En octubre, antes de que el iPad Pro llegara al mercado y de las molestias asociadas, los representantes de la industria del juego dijeron que no tenían planes de actualizar una serie de proyectos populares a iOS 9. Lo dicho, es problemático y poco rentable, y ninguna ayuda de Apple, sólo presiones y exigencias para apretarse el cinturón todo lo posible, pero no para salirse del redil. ¿Cuánto durará la credibilidad de la empresa? Sin reformas radicales, es poco probable; el analista de Cnet Scott Stein calcula que solo menos del 10% de las 13.000 aplicaciones de la biblioteca del Apple Watch están realmente diseñadas con watchOS 2 en mente. El resto son reelaboraciones del software del iPhone, e incluso los estudios que habían accedido a la nueva plataforma con antelación no mostraron ningún celo demostrativo.

Ahora el iPad Pro ha llegado, pero Apple no tiene prisa por informar con una sonrisa abierta y honesta de cuántas de las 850.000 aplicaciones actuales de la App Store tienen realmente modificaciones exitosas para una tablet de este nivel.

Así se ve Instagram en la pantalla del iPad Pro en las primeras semanas después de que la tablet saliera a la venta:

Reflexiones en una encrucijada

Jamie Hull, vicepresidente de productos móviles de Evernote, se refiere a la posición de los grandes actores del mercado del software.

«Apple ha sacado tantos productos estupendos en los últimos meses que lo primero que tenemos que hacer es determinar cuáles serán demandados por nuestros clientes. El resto está fuera de la vista».

La compañía no deja de describir el éxito de su cliente Apple Watch, pero no tiene planes de crear siquiera una versión de watchOS de segunda generación.

«Los usuarios de Evernote con el smartwatch de Apple son muy activos, pero su número es insignificante y no aumentará. Pero los que compren un iPad Pro y dejen notas con el Apple Pencil probablemente serán suficientes para justificar la viabilidad comercial de desarrollar una app independiente.»

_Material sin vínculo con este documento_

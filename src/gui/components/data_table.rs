// src/gui/components/data_table.rs
//
// Draws the current table. Purely a view over `app.table`.

use eframe::egui::{self, Align, Layout, RichText};
use egui_extras::{Column, TableBuilder};

use crate::gui::app::App;

pub fn draw(ui: &mut egui::Ui, app: &mut App) {
    let table = &app.table;
    let kind = app.state.gui.current_table;

    if table.is_empty() {
        ui.centered_and_justified(|ui| {
            ui.label(RichText::new("No matches loaded").weak());
        });
        return;
    }

    {
        let s = &mut ui.style_mut().spacing.scroll;
        s.floating = false;
        s.bar_width = 10.0;
        s.handle_min_length = 48.0;
    }

    egui::ScrollArea::horizontal()
        .id_salt("table_hscroll")
        .show(ui, |ui| {
            let mut builder = TableBuilder::new(ui)
                .id_salt(("report_table", kind))
                .striped(true)
                .cell_layout(Layout::right_to_left(Align::Center))
                .min_scrolled_height(0.0);
            for ci in 0..table.ncols() {
                builder = builder.column(
                    Column::initial(table.column_width(kind, ci))
                        .resizable(true)
                        .clip(true)
                        .at_least(32.0),
                );
            }

            builder
                .header(24.0, |mut header| {
                    for h in &table.headers {
                        header.col(|ui| {
                            ui.strong(h);
                        });
                    }
                })
                .body(|body| {
                    body.rows(20.0, table.nrows(), |mut row| {
                        let r = &table.rows[row.index()];
                        for cell in r {
                            row.col(|ui| {
                                ui.label(cell);
                            });
                        }
                    });
                });
        });
}
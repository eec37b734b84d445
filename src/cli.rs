// src/cli.rs
use std::io::{self, Write};
use std::num::NonZeroU32;
use std::path::PathBuf;

use clap::{Args, Parser, Subcommand};
use color_eyre::eyre::{eyre, Result};
use log::{info, LevelFilter};

use crate::{
    collect,
    config::consts::{DEFAULT_OUT_DIR, DEFAULT_TRAINING_SUBDIR},
    config::options::{ExportFormat, ExportOptions, FetchOptions, ReportTable, TournamentLevel},
    file,
    model::{MatchRecord, MATCH_HEADERS},
    progress::Progress,
    sample,
    winrate::{MatchCount, Report, ReportOptions, WinCredit},
};

#[derive(Parser, Debug)]
#[command(name = "cli", version, about = "Win-rate reports for FRC match results")]
pub struct Cli {
    /// Mirror the debug log to stderr
    #[arg(short, long, global = true)]
    verbose: bool,

    #[command(subcommand)]
    command: Command,
}

#[derive(Subcommand, Debug)]
enum Command {
    /// Matches followed by the six participants' win rates
    Report(ReportArgs),
    /// Per-team wins, matches played and win rate
    Teams(ReportArgs),
    /// Fetch and print normalised match records
    Fetch(FetchArgs),
    /// Write feats.csv + labels.csv for model training
    Training(ReportArgs),
}

#[derive(Args, Debug, Clone)]
struct SourceArgs {
    /// Match file (CSV, or TSV by extension)
    #[arg(short, long, conflicts_with_all = ["sample", "fetch"])]
    input: Option<PathBuf>,

    /// Use the bundled qualification results
    #[arg(long)]
    sample: bool,

    /// Fetch from the match results API (needs API_USERNAME / API_KEY)
    #[arg(long)]
    fetch: bool,

    #[command(flatten)]
    event: FetchArgs,
}

#[derive(Args, Debug, Clone)]
struct FetchArgs {
    #[arg(long, default_value_t = crate::config::consts::DEFAULT_SEASON)]
    season: u16,

    #[arg(long, default_value = crate::config::consts::DEFAULT_EVENT)]
    event: String,

    /// qualification | playoff
    #[arg(long, default_value = "playoff")]
    level: TournamentLevel,
}

#[derive(Args, Debug, Clone)]
struct ReportArgs {
    #[command(flatten)]
    source: SourceArgs,

    /// Who gets the win: "source" (blue unless red won) or "explicit" (flags only)
    #[arg(long, default_value = "source")]
    credit: String,

    /// Win-rate divisor: "participation" or a fixed match count
    #[arg(long, default_value = "participation")]
    divisor: String,

    /// Output file or directory; stdout when omitted
    #[arg(short, long)]
    out: Option<PathBuf>,

    /// csv | tsv | json
    #[arg(long, default_value = "csv")]
    format: ExportFormat,

    #[arg(long)]
    include_headers: bool,
}

impl From<&FetchArgs> for FetchOptions {
    fn from(a: &FetchArgs) -> Self {
        FetchOptions { season: a.season, event_code: a.event.clone(), level: a.level }
    }
}

fn parse_credit(s: &str) -> Result<WinCredit> {
    match s.to_ascii_lowercase().as_str() {
        "source" | "not-red" => Ok(WinCredit::NotRedWin),
        "explicit" => Ok(WinCredit::Explicit),
        other => Err(eyre!("Unknown credit rule: {other}")),
    }
}

fn parse_divisor(s: &str) -> Result<MatchCount> {
    if s.eq_ignore_ascii_case("participation") {
        return Ok(MatchCount::Participation);
    }
    let n: u32 = s.parse().map_err(|_| eyre!("Divisor must be \"participation\" or a number: {s}"))?;
    NonZeroU32::new(n)
        .map(MatchCount::Fixed)
        .ok_or_else(|| eyre!("Divisor must be at least 1"))
}

/// Prints fetch progress to stderr.
struct CliProgress;

impl Progress for CliProgress {
    fn log(&mut self, msg: &str) {
        eprintln!("{msg}");
    }
    fn begin(&mut self, total: usize) {
        eprintln!("{total} finished match(es)");
    }
}

pub fn run() -> Result<()> {
    let cli = Cli::parse();
    let level = if cli.verbose { LevelFilter::Debug } else { LevelFilter::Info };
    crate::log::init(level, cli.verbose).map_err(|e| eyre!("logger: {e}"))?;

    match cli.command {
        Command::Report(args) => run_report(&args, ReportTable::Matches),
        Command::Teams(args) => run_report(&args, ReportTable::Teams),
        Command::Fetch(args) => run_fetch(&args),
        Command::Training(args) => run_training(&args),
    }
}

fn load_matches(src: &SourceArgs) -> Result<Vec<MatchRecord>> {
    if let Some(path) = &src.input {
        info!("Input: {}", path.display());
        return file::read_matches_file(path).map_err(|e| eyre!("{e}"));
    }
    if src.fetch {
        let opts = FetchOptions::from(&src.event);
        return collect::collect_matches(&opts, Some(&mut CliProgress)).map_err(|e| eyre!("{e}"));
    }
    if src.sample {
        return Ok(sample::qualification_matches());
    }
    Err(eyre!("Specify --input <file>, --sample or --fetch"))
}

fn build_report(args: &ReportArgs) -> Result<Report> {
    let matches = load_matches(&args.source)?;
    if matches.is_empty() {
        eprintln!("Warning: no matches to report on");
    }
    let options = ReportOptions { credit: parse_credit(&args.credit)?, divisor: parse_divisor(&args.divisor)? };
    Ok(Report::build(&matches, options)?)
}

fn run_report(args: &ReportArgs, table: ReportTable) -> Result<()> {
    let report = build_report(args)?;

    let mut export = ExportOptions::default();
    export.format = args.format;
    export.table = table;
    export.include_headers = args.include_headers;

    match &args.out {
        Some(out) => {
            if out.is_dir() && !file::looks_like_dir_hint(out) {
                export.set_path(&join!(&*out.to_string_lossy(), "/"));
            } else {
                export.set_path(&out.to_string_lossy());
            }
            let path = file::export_report(&export, &report).map_err(|e| eyre!("{e}"))?;
            eprintln!("Wrote {}", path.display());
        }
        None => {
            let stdout = io::stdout();
            let mut lock = stdout.lock();
            file::write_report(&mut lock, export.format, table, export.include_headers, &report)
                .map_err(|e| eyre!("{e}"))?;
            lock.flush()?;
        }
    }
    Ok(())
}

fn run_fetch(args: &FetchArgs) -> Result<()> {
    let opts = FetchOptions::from(args);
    let matches = collect::collect_matches(&opts, Some(&mut CliProgress)).map_err(|e| eyre!("{e}"))?;
    let rows: Vec<Vec<String>> = matches.iter().map(MatchRecord::to_row).collect();
    let text = crate::csv::to_export_string(Some(&MATCH_HEADERS[..]), &rows, b',');
    io::stdout().lock().write_all(text.as_bytes())?;
    Ok(())
}

fn run_training(args: &ReportArgs) -> Result<()> {
    let report = build_report(args)?;
    let dir = args
        .out
        .clone()
        .unwrap_or_else(|| PathBuf::from(DEFAULT_OUT_DIR).join(DEFAULT_TRAINING_SUBDIR));
    let (feats, labels) = file::write_training_set(&dir, &report).map_err(|e| eyre!("{e}"))?;
    eprintln!("Wrote {} and {}", feats.display(), labels.display());
    Ok(())
}
// src/gui/components/tabs.rs
//
// Top tabs. Switching tabs also switches which table Copy/Export write.

use eframe::egui;
use log::debug;

use crate::config::options::ReportTable;
use crate::gui::app::App;

const TABS: [(ReportTable, &str); 2] = [(ReportTable::Matches, "Matches"), (ReportTable::Teams, "Teams")];

pub fn draw(ui: &mut egui::Ui, app: &mut App) {
    ui.horizontal_wrapped(|ui| {
        ui.spacing_mut().item_spacing.x = 8.0;

        let cur = app.state.gui.current_table;
        for (table, title) in TABS {
            let selected = table == cur;
            if ui.selectable_label(selected, title).clicked() && !selected {
                debug!("UI: tab switch {:?} → {:?}", cur, table);
                app.state.gui.current_table = table;
                app.state.options.export.table = table;
                app.rebuild_view();
                app.refresh_out_path_text();
            }
        }

        ui.separator();
        ui.label(format!(
            "{} match(es) · {} team(s) · {}",
            app.report.matches.len(),
            app.report.teams.len(),
            app.source
        ));
    });
}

Los negocios son los negocios.

No se puede negar el hecho de que Apple entiende el grado de peligro y no se queda de brazos cruzados. La compañía ha practicado el acceso temprano a nuevos productos para socios de confianza durante los últimos años: el primer smartwatch comenzó a llegar a los desarrolladores de software de terceros en noviembre de 2014, al menos cinco meses antes de que el producto llegue oficialmente al mercado. Incluso el factor de la amenaza competitiva se ve ensombrecido; por ejemplo, Microsoft, fabricante del híbrido Surface, tuvo mucho tiempo para explorar el iPad Pro cuando trabajó en paralelo con Adobe Systems y Autodesk en paquetes de software de oficina mucho antes de que la tablet estuviera disponible para un público más amplio.

Más abajo, entre los estudios más pequeños, las condiciones son diferentes: hay una gran escasez de personal. No hay suficientes programadores-profesionales para todos, y los especialistas no tienen tiempo para el desarrollo integral de conocimientos importantes como las tecnologías Metal y 3D Touch. Sería ingenuo creer que, incluso con todas las APIs en marcha, un equipo modesto podría replicar algo en lo que los celestes de Cupertino han pasado años trabajando -ahora sabemos que casi todos los proyectos serios que Apple desarrolla concienzudamente durante años-. Algunos están dispuestos a hacer frente a su conciencia, pero también hay partidarios de un enfoque pragmático y honesto: si no puedes garantizar la calidad adecuada de la aplicación, no lo hagas, no desperdicies tu energía y no te hagas ilusiones.

El lanzamiento de nuevos productos, la aparición de curiosidades tecnológicas y servicios prometedores es siempre interesante, curioso e intrigante. Pero la App Store y otras tiendas de software especializadas no están llenas de entusiastas con ojos brillantes, ni de creativos ansiosos, sino de artesanos-trabajadores. No se puede poner en marcha varias cintas transportadoras diferentes al mismo tiempo. Y el hecho de que Apple pida con vehemencia ayuda para desarrollar nuevas líneas de negocio no es un argumento válido. Según las encuestas realizadas a los desarrolladores por los periodistas de Cnet.com, la mayoría prefiere centrarse en la plataforma del iPhone, ignorando nuevos productos como el Apple TV y el iPad Pro.